Research and Analysis Branch

Branch overview
- Formed: June 13, 1942; 84 years ago
- Dissolved: October 1, 1945
- Superseding branch: Bureau of Intelligence and Research;
- Jurisdiction: Executive branch of the United States
- Branch executives: James Phinney Baxter III, (1942–1943); William L. Langer, (1943–1945);
- Parent department: Deputy Director Intelligence Service

= Research and Analysis Branch =

Branch of the Office of Strategic Services

In the United States, the Research and Analysis Branch (R&A) was a branch of the Office of Strategic Services (OSS). It was originally established in the Office of the Coordinator of Information (COI) with the appointment of James Phinney Baxter III as the first Director of Research and Analysis (July 31, 1941) and the branch became operational on August 27, 1941. Shortly thereafter, it was absorbed into the newly-established OSS with General Order 1 on October 17, 1942. Then on January 4, 1943, with the restructuring of the OSS in OSS General Order 9, R&A was placed under the leadership of the Deputy Director of the Intelligence Service.

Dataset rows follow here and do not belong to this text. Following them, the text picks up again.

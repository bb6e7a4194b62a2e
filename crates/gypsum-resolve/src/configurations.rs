//! Folding target-level settings into named configurations.

use gypsum_syntax::{Map, Value};
use tracing::trace;

use crate::config::{ResolverConfig, INVALID_CONFIGURATION_KEYS};
use crate::errors::{GypError, GypResult};
use crate::merge::merge_dicts;
use crate::qualified::build_file;
use crate::target::{flag, string_list};

const KEY_SUFFIXES: [char; 5] = ['=', '+', '?', '!', '/'];

fn key_base(key: &str) -> &str {
    match key.strip_suffix(KEY_SUFFIXES) {
        Some(base) => base,
        None => key,
    }
}

fn is_abstract(configuration: &Value) -> bool {
    configuration.as_map().is_some_and(|c| flag(c, "abstract", false))
}

/// Merge `configuration` into `merged` after everything it inherits from.
///
/// `chain` holds the configurations already on the inheritance path.
fn merge_config_with_inheritance(
    merged: &mut Map,
    build_file: &str,
    target: &str,
    configurations: &Map,
    configuration: &str,
    chain: &mut Vec<String>,
    config: &ResolverConfig,
) -> GypResult<()> {
    if chain.iter().any(|c| c == configuration) {
        let mut cycle = chain.clone();
        cycle.push(configuration.to_string());
        return Err(GypError::ConfigurationCycle {
            target: target.to_string(),
            chain: cycle,
        }
        .into());
    }

    let Some(Value::Map(configuration_dict)) = configurations.get(configuration) else {
        return Err(GypError::Invalid(format!(
            "Configuration {configuration} of target {target} is not defined or not a dict"
        ))
        .into());
    };

    chain.push(configuration.to_string());
    for parent in string_list(configuration_dict, "inherit_from") {
        merge_config_with_inheritance(
            merged,
            build_file,
            target,
            configurations,
            &parent,
            chain,
            config,
        )?;
    }
    chain.pop();

    merge_dicts(merged, configuration_dict, build_file, build_file, config)?;
    merged.shift_remove("abstract");
    Ok(())
}

/// Give the target its final `configurations`: one entry per concrete configuration holding a
/// copy of every configuration-scoped target setting merged with the configuration's own
/// settings. Configuration-scoped keys are then removed from the target itself.
pub fn set_up_configurations(
    target: &str,
    target_dict: &mut Map,
    config: &ResolverConfig,
) -> GypResult<()> {
    let build_file = build_file(target).unwrap_or_default();

    if !target_dict.contains_key("configurations") {
        let mut default = Map::new();
        default.insert("Default".into(), Value::Map(Map::new()));
        target_dict.insert("configurations".into(), Value::Map(default));
    }

    let configurations = match target_dict.get("configurations") {
        Some(Value::Map(configurations)) => configurations.clone(),
        Some(other) => {
            return Err(GypError::TypeMismatch(format!(
                "configurations of {target} must be a dict, found a {}",
                other.type_name()
            ))
            .into())
        }
        None => Map::new(),
    };

    if !target_dict.contains_key("default_configuration") {
        let first = configurations
            .iter()
            .filter(|(_, c)| !is_abstract(c))
            .map(|(name, _)| name)
            .min()
            .ok_or_else(|| {
                GypError::Invalid(format!("Target {target} has no concrete configurations"))
            })?;
        target_dict.insert("default_configuration".into(), Value::Str(first.clone()));
    }

    let mut concrete = Map::new();
    for (name, configuration) in &configurations {
        if is_abstract(configuration) {
            continue;
        }

        let mut merged: Map = target_dict
            .iter()
            .filter(|(key, _)| !config.is_non_configuration_key(key_base(key)))
            .map(|(key, value)| (key.clone(), value.clone()))
            .collect();
        merge_config_with_inheritance(
            &mut merged,
            &build_file,
            target,
            &configurations,
            name,
            &mut vec![],
            config,
        )?;
        trace!(target, configuration = name, "Merged configuration");
        concrete.insert(name.clone(), Value::Map(merged));
    }

    target_dict.retain(|key, _| config.is_non_configuration_key(key_base(key)));

    for (name, configuration) in &concrete {
        let Some(configuration) = configuration.as_map() else {
            continue;
        };
        if let Some(key) = configuration
            .keys()
            .find(|key| INVALID_CONFIGURATION_KEYS.contains(&key.as_str()))
        {
            return Err(GypError::InvalidConfigurationKey {
                key: key.clone(),
                configuration: name.clone(),
                target: target.to_string(),
            }
            .into());
        }
    }

    target_dict.insert("configurations".into(), Value::Map(concrete));
    Ok(())
}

With the dissolution of the OSS in 1945, R&A was transferred to the State Department and became the Bureau of Intelligence and Research.

The idea of R&A was originally envisioned by Archibald MacLeish and William Donovan.

The primary mission of this OSS Branch was "to collect, analyze, and disseminate foreign intelligence". Responsible for collecting open source intelligence, and evaluating all types of intelligence, R&A was tasked with identifying the strengths and weaknesses of the Axis powers in all of the active WWII theaters of operation. R&A was "widely recognized as the most valuable component of the OSS". Also known as the "cornerstone of the OSS", R&A made significant contributions to the Allied victory.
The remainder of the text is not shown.